The most recent build 2.6.31.1 on F12 produced clean dmesg output.
Builds 2.6.31.4 ( same commit on top) on F11 and Ubuntu 9.04 Server seem
clean.

Boris.

--- On Thu, 10/15/09, Konrad Rzeszutek Wilk <konrad.wilk@xxxxxxxxxx> wrote:

From: Konrad Rzeszutek Wilk <konrad.wilk@xxxxxxxxxx>
Subject: Re: [Xen-devel] Announcing xen/master: pvops git trees rearranged
To: "Pasi Kärkkäinen" <pasik@xxxxxx>
Cc: "Jeremy Fitzhardinge" <jeremy@xxxxxxxx>, "Xen-devel" <xen-devel@xxxxxxxxxxxxxxxxxxx>
Date: Thursday, October 15, 2009, 4:04 PM

On Thu, Oct 15, 2009 at 12:14:15AM +0300, Pasi Kärkkäinen wrote:
> On Mon, Oct 12, 2009 at 04:02:48PM -0400, Konrad Rzeszutek Wilk wrote:
> > On Sun, Oct 11, 2009 at 06:39:00PM +0300, Pasi Kärkkäinen wrote:
> > > On Fri, Sep 18, 2009 at 06:19:41PM -0700, Jeremy Fitzhardinge wrote:
> > > >
> > > > This is definitely a work-in-progress kernel. I'd appreciate all bug
> > > > *and* success reports so I can get some idea of how many people are
> > > > using this thing, and how often there are problems. Patches gratefully
> > > > accepted.
> > > >
> > >
> > > I just tried the latest pv_ops dom0 git tree (11 Oct 2009) on x86_64 AHCI box.
> > >
> > > The good news is that the dom0 kernel boots up, but there are some error
> > > messages.
> > >
> > > Using the default options (modeset) the VGA console doesn't work, it
> > > goes blank (display says "power save") in the beginning of dom0 kernel boot:
> > > http://pasik.reaktio.net/xen/pv_ops-dom0-debug/dmesg-2.6.31.1-2009-10-11.txt
> >
> > This line:
> > [drm:radeon_ring_test] *ERROR* radeon: ring test failed (sracth(0x15E4)=0xCAFEDEAD)
> >
> > Is a pretty good pointer at what the fault is.

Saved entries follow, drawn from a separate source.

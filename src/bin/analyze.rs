use clap::Parser;
use csvbench::analyze::{load_results, render_analysis};
use csvbench::observability::{init_logging, LogFormat};
use miette::Result;
use std::path::PathBuf;
use tracing::info;

#[derive(Parser)]
#[command(name = "csvbench-analyze")]
#[command(version)]
#[command(about = "Compare runtimes recorded in a csvbench results log", long_about = None)]
struct Cli {
    /// Results log written by csvbench
    #[arg(value_name = "RESULTS_FILE")]
    results: PathBuf,

    /// Silence all logs
    #[arg(short, long)]
    quiet: bool,

    /// Log format (text or json)
    #[arg(long, value_enum, default_value_t = LogFormat::Text)]
    log_format: LogFormat,
}

fn main() -> Result<()> {
    let cli = Cli::parse();
    init_logging(false, cli.quiet, cli.log_format);

    let results = load_results(&cli.results)?;
    info!("Loaded {} result rows from {:?}", results.len(), cli.results);

    print!("{}", render_analysis(&results));
    Ok(())
}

If you look at git commit
> > 93e7c3850b8431e19c9cba91413066bfd2360671 you will see the band-aid Jeremy added.
> > It looks though as if not all of the radeon drivers allocate their ring buffer memory via
> > drm_sg_alloc calls thought. Not sure how the r100 (and the corresponding X driver) does it.
> > The long/erro traceback about the HARDIRQ is a red-herring in this case.
> >
> > Here is a couple of things that I would like you to try, if you can:
> >
>
> Sure.
>
> > 1). Pass in 'drm.debug=255' and send the output. It should have tons of extra
> > output.
> >
>
> http://pasik.reaktio.net/xen/pv_ops-dom0-debug/radeondebug/dmesg-2.6.31.1-2009-10-14-drmdebug.txt
>
> Unknown boot option `drm.debug=255': ignoring

I forgot to mention that you probably need to have CONFIG_DRM set to 'y' instead of 'm'
for this to work. Or you could hack up the initrd (modprobe.conf) and make drm load
with the 'debug=255' parameter.

.. snip ..

> seems to work there! (Fedora kernel contains newer graphics/drm drivers).
>
> But the same USB related error is there with the fedora kernel:
> [ INFO: HARDIRQ-safe -> HARDIRQ-unsafe lock order detected ]
>
> http://pasik.reaktio.net/xen/pv_ops-dom0-debug/radeondebug/dmesg-2.6.31.3-1.2.71.xendom0.fc12.x86_64-2009-10-14.txt

Nah. Still has the same problem:

[drm:r100_ring_test] *ERROR* radeon: ring test failed (sracth(0x15E4)=0xCAFEDEAD)
[drm:r100_cp_init] *ERROR* radeon: cp isn't working (-

>
>
> > 2). Send in the Xorg.log (or whatever output the program in the userland that
> > starts the modesetting produces). I don't have much knowledge in how modesetting works,
> > so this might require some digging.
> >
>
> Hmm.. yeah, I'm not sure either which is the first program setting up
> graphics mode using kernel modesetting (KMS) in Fedora..
>
> I extracted the initrd image and checked the 'init' script:
>
> echo "Loading drm module"
> modprobe -q drm
> echo "Loading ttm module"
> modprobe -q ttm
> echo "Loading radeon module"
> modprobe -q radeon
> /lib/udev/console_init tty0

add here:
export LIBGL_DEBUG=verbose

> plymouth --show-splash
>
> So I guess plymouth is asking for a graphics mode..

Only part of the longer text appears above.